:: Exercise details ::
This task calls for copying every line in the data below that contains the word "usize".

:: Exercise data ::
***

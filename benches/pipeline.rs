use criterion::{BenchmarkId, Criterion, criterion_group, criterion_main};
use std::hint::black_box;
use svg2path::{Config, combine, convert_document, extract_shapes, parse_path};

fn grid_document(columns: usize, rows: usize) -> String {
    let mut out = String::from(r#"<svg xmlns="http://www.w3.org/2000/svg">"#);
    for row in 0..rows {
        for col in 0..columns {
            // 10x10 cells on an 8-unit grid so neighbours overlap.
            out.push_str(&format!(
                r#"<rect x="{}" y="{}" width="10" height="10"/>"#,
                col * 8,
                row * 8
            ));
        }
    }
    out.push_str("</svg>");
    out
}

fn zigzag_path(segments: usize) -> String {
    let mut d = String::from("M0,0");
    for i in 1..=segments {
        let y = if i % 2 == 0 { 0 } else { 4 };
        d.push_str(&format!(" L{},{}", i * 3, y));
    }
    d.push_str(" Z");
    d
}

fn bench_parse_path(c: &mut Criterion) {
    let mut group = c.benchmark_group("parse_path");
    for segments in [16, 256, 4096] {
        let d = zigzag_path(segments);
        group.bench_with_input(BenchmarkId::from_parameter(segments), &d, |b, d| {
            b.iter(|| parse_path(black_box(d)).unwrap());
        });
    }
    group.finish();
}

fn bench_extract(c: &mut Criterion) {
    let mut group = c.benchmark_group("extract");
    for (name, columns, rows) in [("small", 4, 4), ("medium", 10, 10)] {
        let svg = grid_document(columns, rows);
        group.bench_with_input(BenchmarkId::from_parameter(name), &svg, |b, svg| {
            b.iter(|| {
                let doc = roxmltree::Document::parse(black_box(svg)).unwrap();
                extract_shapes(&doc).unwrap()
            });
        });
    }
    group.finish();
}

fn bench_union(c: &mut Criterion) {
    let mut group = c.benchmark_group("union");
    group.sample_size(20);
    for (name, columns, rows) in [("small", 3, 3), ("medium", 6, 6)] {
        let svg = grid_document(columns, rows);
        let doc = roxmltree::Document::parse(&svg).unwrap();
        let shapes = extract_shapes(&doc).unwrap();
        group.bench_with_input(BenchmarkId::from_parameter(name), &shapes, |b, shapes| {
            b.iter(|| combine(black_box(shapes), 0.1));
        });
    }
    group.finish();
}

fn bench_end_to_end(c: &mut Criterion) {
    let mut group = c.benchmark_group("end_to_end");
    group.sample_size(20);
    let svg = grid_document(5, 5);
    let config = Config::default();
    group.bench_function("grid_5x5", |b| {
        b.iter(|| convert_document(black_box(&svg), &config).unwrap());
    });
    group.finish();
}

criterion_group!(
    benches,
    bench_parse_path,
    bench_extract,
    bench_union,
    bench_end_to_end
);
criterion_main!(benches);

***

:: Written solution ::
fn grid_document(columns: usize, rows: usize) -> String {
fn zigzag_path(segments: usize) -> String {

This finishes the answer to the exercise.